-- Action item --
For each line below that holds the string "TracingLogger", add one to a tally; report that tally alone.

[[ Recorded data, beginning ]]

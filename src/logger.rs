//! Logging sinks for suspicious-request reports.
//!
//! Filters report what they found through the [`Logger`] carried by the
//! [`Envelope`](crate::Envelope). This module defines that interface and ships
//! a few sinks:
//! - [`NullLogger`]: discards everything (prevention-only deployments)
//! - [`MemoryLogger`]: keeps records in memory, in order
//! - [`TracingLogger`]: forwards records to `tracing`
//! - [`SlackLogger`]: posts records to a Slack incoming webhook
//!
//! Every sink must be `Send + Sync`: one logger is usually shared by all
//! in-flight requests.

mod level;
mod memory;
mod slack;
mod tracing_logger;

use std::sync::Arc;

pub use level::LogLevel;
pub use memory::{LogRecord, MemoryLogger};
pub use slack::{SlackLogger, UreqTransport, WebhookTransport};
pub use tracing_logger::TracingLogger;

/// Structured context attached to a log entry.
pub type LogContext = serde_json::Map<String, serde_json::Value>;

/// A structured log sink.
pub trait Logger: Send + Sync {
    /// Records one entry.
    ///
    /// Sinks that can fail (e.g. network sinks) deal with the failure
    /// themselves; filter evaluation never observes it.
    fn log(&self, level: LogLevel, message: &str, context: &LogContext);
}

impl<L: Logger + ?Sized> Logger for Arc<L> {
    fn log(&self, level: LogLevel, message: &str, context: &LogContext) {
        (**self).log(level, message, context);
    }
}

impl<L: Logger + ?Sized> Logger for Box<L> {
    fn log(&self, level: LogLevel, message: &str, context: &LogContext) {
        (**self).log(level, message, context);
    }
}

/// A logger that does nothing.
///
/// Use it when the defence only needs to reject suspicious requests and nobody
/// is interested in why.
#[derive(Debug, Clone, Copy, Default)]
pub struct NullLogger;

impl Logger for NullLogger {
    fn log(&self, _level: LogLevel, _message: &str, _context: &LogContext) {}
}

[[ Recorded data, end ]]

-- Exercise response --
2